Ok, so it's different, but doesn't that just make it a sharper, more focused version of the standard 2.0-litre turbo TSI Scirocco that delivers three-quarters of this car's power for a quite a lot less money? The answer here is no once again, but to understand why, you need a decent drive. Which is no hardship when the car in question can make sixty from rest in just 6.0s and accelerate through the gears faster than super-hatch models from this era like Ford's Focus RS or the Renaultsport Megane 250. Where a standard Scirocco GT is impressive but somehow slightly remote, this one feels chuckable and agile, inviting you along for the ride, craving your involvement and rewarding your skill.

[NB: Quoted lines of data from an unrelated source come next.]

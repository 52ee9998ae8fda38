//! Tree node types.

use std::fmt;
use std::str::FromStr;

use serde::{Deserialize, Serialize};

use super::NodeId;

/// Comparison operator used by a test node.
///
/// A test evaluates `feature_value <op> threshold`.
#[derive(Debug, Clone, Copy, PartialEq, Eq, Hash, Default, Serialize, Deserialize)]
#[serde(rename_all = "lowercase")]
pub enum Operator {
    /// `==`
    Eq,
    /// `<`
    #[default]
    Lt,
    /// `<=`
    Le,
    /// `>`
    Gt,
    /// `>=`
    Ge,
}

impl Operator {
    /// Evaluate `value <op> threshold`.
    #[inline]
    pub fn compare(self, value: f64, threshold: f64) -> bool {
        match self {
            Operator::Eq => value == threshold,
            Operator::Lt => value < threshold,
            Operator::Le => value <= threshold,
            Operator::Gt => value > threshold,
            Operator::Ge => value >= threshold,
        }
    }

    /// Infix symbol for this operator.
    pub fn symbol(self) -> &'static str {
        match self {
            Operator::Eq => "==",
            Operator::Lt => "<",
            Operator::Le => "<=",
            Operator::Gt => ">",
            Operator::Ge => ">=",
        }
    }
}

impl fmt::Display for Operator {
    fn fmt(&self, f: &mut fmt::Formatter<'_>) -> fmt::Result {
        f.write_str(self.symbol())
    }
}

/// Error returned when parsing an [`Operator`] from a string.
#[derive(Debug, Clone, PartialEq, Eq, thiserror::Error)]
#[error("unknown comparison operator: {0:?}")]
pub struct ParseOperatorError(pub String);

impl FromStr for Operator {
    type Err = ParseOperatorError;

    fn from_str(s: &str) -> Result<Self, Self::Err> {
        match s {
            "==" | "eq" => Ok(Operator::Eq),
            "<" | "lt" => Ok(Operator::Lt),
            "<=" | "le" => Ok(Operator::Le),
            ">" | "gt" => Ok(Operator::Gt),
            ">=" | "ge" => Ok(Operator::Ge),
            other => Err(ParseOperatorError(other.to_string())),
        }
    }
}

/// Which child a test node selects.
#[derive(Debug, Clone, Copy, PartialEq, Eq)]
pub enum Branch {
    Left,
    Right,
}

/// Test condition of an internal node.
///
/// Branch convention: when the feature value is present and the comparison
/// holds, the left child is taken; otherwise the right child. A missing value
/// (NaN) follows `default_left`.
#[derive(Debug, Clone, Copy, PartialEq, Serialize, Deserialize)]
pub struct Split {
    /// Feature index to test.
    pub feature: u32,
    /// Threshold compared against.
    pub threshold: f64,
    /// Comparison operator.
    pub op: Operator,
    /// Direction for missing values (true = left).
    pub default_left: bool,
}

impl Split {
    pub fn new(feature: u32, op: Operator, threshold: f64, default_left: bool) -> Self {
        Self {
            feature,
            threshold,
            op,
            default_left,
        }
    }

    /// Decide the branch for a feature value. NaN counts as missing.
    #[inline]
    pub fn branch(&self, value: f64) -> Branch {
        let go_left = if value.is_nan() {
            self.default_left
        } else {
            self.op.compare(value, self.threshold)
        };
        if go_left {
            Branch::Left
        } else {
            Branch::Right
        }
    }

    /// The branch taken for a missing value.
    #[inline]
    pub fn default_branch(&self) -> Branch {
        if self.default_left {
            Branch::Left
        } else {
            Branch::Right
        }
    }
}

/// Role of a node in a finalized tree.
#[derive(Debug, Clone, Copy, PartialEq)]
pub enum NodeKind {
    /// Terminal node carrying a leaf value.
    Leaf { value: f64 },
    /// Internal test node with two children.
    Test {
        split: Split,
        left: NodeId,
        right: NodeId,
    },
}

/// Snapshot of one node of a finalized tree.
///
/// Returned by value from [`Tree::node`](super::Tree::node).
#[derive(Debug, Clone, Copy, PartialEq)]
pub struct Node {
    pub(crate) id: NodeId,
    pub(crate) kind: NodeKind,
    pub(crate) parent: Option<NodeId>,
}

impl Node {
    /// Position of this node within its tree.
    #[inline]
    pub fn id(&self) -> NodeId {
        self.id
    }

    #[inline]
    pub fn kind(&self) -> &NodeKind {
        &self.kind
    }

    #[inline]
    pub fn is_leaf(&self) -> bool {
        matches!(self.kind, NodeKind::Leaf { .. })
    }

    /// True only for position 0.
    #[inline]
    pub fn is_root(&self) -> bool {
        self.parent.is_none()
    }

    #[inline]
    pub fn parent(&self) -> Option<NodeId> {
        self.parent
    }

    /// Leaf value, if this is a leaf.
    #[inline]
    pub fn leaf_value(&self) -> Option<f64> {
        match self.kind {
            NodeKind::Leaf { value } => Some(value),
            NodeKind::Test { .. } => None,
        }
    }

    /// Test condition, if this is a test node.
    #[inline]
    pub fn split(&self) -> Option<&Split> {
        match &self.kind {
            NodeKind::Test { split, .. } => Some(split),
            NodeKind::Leaf { .. } => None,
        }
    }

    /// `(left, right)` child positions, if this is a test node.
    #[inline]
    pub fn children(&self) -> Option<(NodeId, NodeId)> {
        match self.kind {
            NodeKind::Test { left, right, .. } => Some((left, right)),
            NodeKind::Leaf { .. } => None,
        }
    }

    /// Child selected when the tested feature is missing.
    #[inline]
    pub fn default_child(&self) -> Option<NodeId> {
        match self.kind {
            NodeKind::Test { split, left, right } => Some(match split.default_branch() {
                Branch::Left => left,
                Branch::Right => right,
            }),
            NodeKind::Leaf { .. } => None,
        }
    }
}

#[cfg(test)]
mod tests {
    use super::*;
    use rstest::rstest;

    #[rstest]
    #[case(Operator::Eq, 0.5, true)]
    #[case(Operator::Eq, 0.4, false)]
    #[case(Operator::Lt, 0.4, true)]
    #[case(Operator::Lt, 0.5, false)]
    #[case(Operator::Le, 0.5, true)]
    #[case(Operator::Le, 0.6, false)]
    #[case(Operator::Gt, 0.6, true)]
    #[case(Operator::Gt, 0.5, false)]
    #[case(Operator::Ge, 0.5, true)]
    #[case(Operator::Ge, 0.4, false)]
    fn operator_compare(#[case] op: Operator, #[case] value: f64, #[case] expected: bool) {
        assert_eq!(op.compare(value, 0.5), expected);
    }

    #[test]
    fn operator_parse_and_display() {
        for op in [Operator::Eq, Operator::Lt, Operator::Le, Operator::Gt, Operator::Ge] {
            assert_eq!(op.symbol().parse::<Operator>(), Ok(op));
            assert_eq!(op.to_string(), op.symbol());
        }
        assert!("<>".parse::<Operator>().is_err());
    }

    #[test]
    fn split_true_goes_left() {
        let split = Split::new(0, Operator::Lt, 0.5, false);
        assert_eq!(split.branch(0.3), Branch::Left);
        assert_eq!(split.branch(0.7), Branch::Right);
        // == threshold fails `<`
        assert_eq!(split.branch(0.5), Branch::Right);
    }

    #[test]
    fn split_missing_uses_default() {
        let left = Split::new(0, Operator::Ge, 0.5, true);
        let right = Split::new(0, Operator::Ge, 0.5, false);
        assert_eq!(left.branch(f64::NAN), Branch::Left);
        assert_eq!(right.branch(f64::NAN), Branch::Right);
    }

    #[test]
    fn node_accessors() {
        let leaf = Node {
            id: 1,
            kind: NodeKind::Leaf { value: 1.5 },
            parent: Some(0),
        };
        assert!(leaf.is_leaf());
        assert!(!leaf.is_root());
        assert_eq!(leaf.leaf_value(), Some(1.5));
        assert_eq!(leaf.split(), None);
        assert_eq!(leaf.children(), None);

        let split = Split::new(2, Operator::Le, 0.25, false);
        let test = Node {
            id: 0,
            kind: NodeKind::Test {
                split,
                left: 1,
                right: 2,
            },
            parent: None,
        };
        assert!(test.is_root());
        assert_eq!(test.split(), Some(&split));
        assert_eq!(test.children(), Some((1, 2)));
        assert_eq!(test.default_child(), Some(2));
    }
}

The differences between the two cars may be small, but they make all the difference.
You don't even have to select the most extreme 'Sport' mode on the Adaptive Chassis Control system to enjoy it either, though doing so will beef up the steering and stiffen the ride. Out of the corners, the XDS system isn't quite as responsive as a limited slip diff but it's close enough and effective to the point that unless conditions are really wet, you really don't notice the absence of 4WD. True, the 6-speed manual gearshift could be sharper and the steering slightly crisper but overall, the driving feedback's very good, a burbly soundtrack complementing the turbo engine's seemingly never-ending wave of torque.

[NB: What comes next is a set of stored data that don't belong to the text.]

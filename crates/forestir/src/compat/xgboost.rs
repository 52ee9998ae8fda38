//! XGBoost JSON model loader.
//!
//! Reads the tree section of XGBoost >= 1.0 JSON models (`gbtree` booster).
//! These are foreign types used only for parsing; every tree is replayed into
//! a [`ModelBuilder`] using XGBoost's node indices as staging keys.
//!
//! XGBoost conventions:
//! - `left_children[i] == -1` marks a leaf; its value is `split_conditions[i]`
//! - a split sends `value < split_conditions[i]` left, i.e. [`Operator::Lt`]
//! - `default_left[i]` gives the direction for missing values

use std::io::Read;

use log::debug;
use serde::{Deserialize, Serialize};
use serde_with::{serde_as, DisplayFromStr};

use crate::builder::{ModelBuilder, NodeKey, TreePosition};
use crate::repr::{Model, Operator, Split};

use super::{FormatError, ModelLoader};

// =============================================================================
// Foreign types
// =============================================================================

/// Integer or boolean flag (XGBoost writes `default_left` as either).
#[derive(Debug, Clone, Copy, PartialEq, Serialize, Deserialize)]
#[serde(untagged)]
pub enum Flag {
    Bool(bool),
    Int(i64),
}

impl Flag {
    pub fn is_set(self) -> bool {
        match self {
            Flag::Bool(b) => b,
            Flag::Int(i) => i != 0,
        }
    }
}

#[serde_as]
#[derive(Debug, Clone, Serialize, Deserialize)]
pub struct TreeParam {
    #[serde_as(as = "DisplayFromStr")]
    pub num_nodes: usize,
}

#[derive(Debug, Clone, Serialize, Deserialize)]
pub struct XgbTree {
    pub tree_param: TreeParam,
    pub left_children: Vec<i32>,
    pub right_children: Vec<i32>,
    pub split_indices: Vec<i64>,
    pub split_conditions: Vec<f64>,
    pub default_left: Vec<Flag>,
    #[serde(default)]
    pub split_type: Vec<i32>,
}

#[derive(Debug, Clone, Serialize, Deserialize)]
pub struct ModelTrees {
    pub trees: Vec<XgbTree>,
}

#[derive(Debug, Clone, Serialize, Deserialize)]
#[serde(tag = "name", rename_all = "lowercase")]
pub enum GradientBooster {
    Gbtree { model: ModelTrees },
    Gblinear {},
    Dart {},
}

#[serde_as]
#[derive(Debug, Clone, Serialize, Deserialize)]
pub struct LearnerModelParam {
    #[serde_as(as = "DisplayFromStr")]
    pub num_feature: u32,
}

#[derive(Debug, Clone, Serialize, Deserialize)]
pub struct Learner {
    pub learner_model_param: LearnerModelParam,
    pub gradient_booster: GradientBooster,
}

/// Top-level XGBoost JSON document.
#[derive(Debug, Clone, Serialize, Deserialize)]
pub struct XgbModel {
    pub learner: Learner,
}

// =============================================================================
// Conversion
// =============================================================================

impl XgbModel {
    /// Parse an XGBoost JSON document.
    pub fn from_reader<R: Read>(reader: R) -> Result<Self, FormatError> {
        Ok(serde_json::from_reader(reader)?)
    }

    /// Translate into a [`Model`].
    pub fn to_model(&self) -> Result<Model, FormatError> {
        let trees = match &self.learner.gradient_booster {
            GradientBooster::Gbtree { model } => &model.trees,
            GradientBooster::Gblinear {} => {
                return Err(FormatError::InvalidValue {
                    field: "gradient_booster",
                    message: "gblinear models contain no trees".to_string(),
                })
            }
            GradientBooster::Dart {} => {
                return Err(FormatError::InvalidValue {
                    field: "gradient_booster",
                    message: "dart models carry per-tree weights, which are not represented"
                        .to_string(),
                })
            }
        };

        let num_features = self.learner.learner_model_param.num_feature;
        let mut builder = ModelBuilder::new(num_features);
        for (tree_idx, tree) in trees.iter().enumerate() {
            stage_tree(&mut builder, tree_idx, tree)?;
        }
        let model = builder.commit_model()?;
        debug!(
            "converted xgboost model: {} trees over {} features",
            model.n_trees(),
            num_features
        );
        Ok(model)
    }
}

fn check_len(tree: usize, field: &'static str, actual: usize, expected: usize) -> Result<(), FormatError> {
    if actual == expected {
        Ok(())
    } else {
        Err(FormatError::ArraySizeMismatch {
            tree,
            field,
            expected,
            actual,
        })
    }
}

fn stage_tree(builder: &mut ModelBuilder, tree_idx: usize, tree: &XgbTree) -> Result<(), FormatError> {
    let n = tree.tree_param.num_nodes;
    check_len(tree_idx, "left_children", tree.left_children.len(), n)?;
    check_len(tree_idx, "right_children", tree.right_children.len(), n)?;
    check_len(tree_idx, "split_indices", tree.split_indices.len(), n)?;
    check_len(tree_idx, "split_conditions", tree.split_conditions.len(), n)?;
    check_len(tree_idx, "default_left", tree.default_left.len(), n)?;
    if tree.split_type.iter().any(|&t| t != 0) {
        return Err(FormatError::Unsupported {
            tree: tree_idx,
            what: "categorical splits",
        });
    }

    let staged = builder.create_tree(TreePosition::Append)?;
    for key in 0..n {
        builder.create_node(staged, key as NodeKey)?;
    }

    for i in 0..n {
        let key = i as NodeKey;
        let left = tree.left_children[i];
        if left == -1 {
            builder.set_leaf_node(staged, key, tree.split_conditions[i])?;
            continue;
        }
        let feature = u32::try_from(tree.split_indices[i]).map_err(|_| FormatError::InvalidValue {
            field: "split_indices",
            message: format!("tree {tree_idx} node {i}: {}", tree.split_indices[i]),
        })?;
        let split = Split::new(
            feature,
            Operator::Lt,
            tree.split_conditions[i],
            tree.default_left[i].is_set(),
        );
        builder.set_test_node(staged, key, split, left, tree.right_children[i])?;
    }

    if n > 0 {
        builder.set_root_node(staged, 0)?;
    }
    Ok(())
}

/// Loader for XGBoost JSON models (`xgboost_json`).
#[derive(Debug, Clone, Copy, Default)]
pub struct XgboostJsonLoader;

impl ModelLoader for XgboostJsonLoader {
    fn format_name(&self) -> &'static str {
        "xgboost_json"
    }

    fn load(&self, reader: &mut dyn Read) -> Result<Model, FormatError> {
        XgbModel::from_reader(reader)?.to_model()
    }
}

#[cfg(test)]
mod tests {
    use super::*;
    use crate::builder::{BuildError, ValidationError};

    fn document(trees: &str) -> String {
        format!(
            r#"{{
                "learner": {{
                    "learner_model_param": {{ "num_feature": "2", "num_class": "0" }},
                    "gradient_booster": {{
                        "name": "gbtree",
                        "model": {{ "trees": [{trees}] }}
                    }}
                }},
                "version": [2, 0, 3]
            }}"#
        )
    }

    const TREE: &str = r#"{
        "tree_param": { "num_nodes": "5" },
        "left_children": [1, -1, 3, -1, -1],
        "right_children": [2, -1, 4, -1, -1],
        "split_indices": [0, 0, 1, 0, 0],
        "split_conditions": [0.5, -0.25, 1.5, 0.75, 1.25],
        "default_left": [1, 0, 0, 0, 0]
    }"#;

    #[test]
    fn loads_gbtree() {
        let model = XgboostJsonLoader
            .load(&mut document(TREE).as_bytes())
            .unwrap();
        assert_eq!(model.num_features(), 2);
        let tree = model.tree(0).unwrap();
        assert_eq!(tree.n_nodes(), 5);

        let root = tree.split(0).unwrap().unwrap();
        assert_eq!(root.op, Operator::Lt);
        assert!(root.default_left);
        assert_eq!(tree.leaf_value(1).unwrap(), Some(-0.25));
        assert_eq!(tree.split(2).unwrap().unwrap().feature, 1);

        assert_eq!(tree.traverse_to_leaf(&[0.1, 0.0]), 1);
        assert_eq!(tree.traverse_to_leaf(&[0.9, 1.0]), 3);
        assert_eq!(tree.traverse_to_leaf(&[f64::NAN, 9.0]), 1);
    }

    #[test]
    fn dangling_child_surfaces_as_build_error() {
        let bad = TREE.replace("[2, -1, 4, -1, -1]", "[2, -1, 9, -1, -1]");
        let err = XgboostJsonLoader
            .load(&mut document(&bad).as_bytes())
            .unwrap_err();
        match err {
            FormatError::Build(BuildError::ValidationFailed { tree: 0, error }) => {
                assert_eq!(
                    error,
                    ValidationError::DanglingChild {
                        parent: 2,
                        side: "right",
                        child: 9
                    }
                );
            }
            other => panic!("unexpected error: {other}"),
        }
    }

    #[test]
    fn length_mismatch_is_reported() {
        let bad = TREE.replace("[0.5, -0.25, 1.5, 0.75, 1.25]", "[0.5]");
        let err = XgboostJsonLoader
            .load(&mut document(&bad).as_bytes())
            .unwrap_err();
        assert!(matches!(
            err,
            FormatError::ArraySizeMismatch {
                field: "split_conditions",
                expected: 5,
                actual: 1,
                ..
            }
        ));
    }

    #[test]
    fn categorical_is_unsupported() {
        let cat = TREE.replace(
            r#""default_left": [1, 0, 0, 0, 0]"#,
            r#""default_left": [true, false, false, false, false], "split_type": [1, 0, 0, 0, 0]"#,
        );
        let err = XgboostJsonLoader
            .load(&mut document(&cat).as_bytes())
            .unwrap_err();
        assert!(matches!(err, FormatError::Unsupported { tree: 0, .. }));
    }

    #[test]
    fn gblinear_has_no_trees() {
        let json = r#"{"learner": {
            "learner_model_param": {"num_feature": "3"},
            "gradient_booster": {"name": "gblinear", "model": {"weights": [0.1]}}
        }}"#;
        let err = XgboostJsonLoader.load(&mut json.as_bytes()).unwrap_err();
        assert!(matches!(err, FormatError::InvalidValue { field: "gradient_booster", .. }));
    }
}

It's certainly true that for the asking price, the Scirocco R counts some pretty exotic machinery amongst its rivals. Plus cost-wise, it's quite a step up from the 2.0-litre TSI GT version. Volkswagen, always asserted that this performance coupe was also quite a step up in terms of its driving experience and buyers who set that as their main priority will certainly appreciate what this R can do.
No, it doesn't have quite the kind of track-car feel you'd find in hairier-chested rivals and some of them of course can offer you more power and four wheel drive for this kind of money. Even so, on a challenging road in dry conditions, we'd wager that this car's 265PS or 280PS output will be quite enough to give any sportscar in the world a run for its money. It's fast, it's classy and it feels right. Plus it has the edge over every direct rival in terms of its long term ownership proposition. You can't ask for much more than that.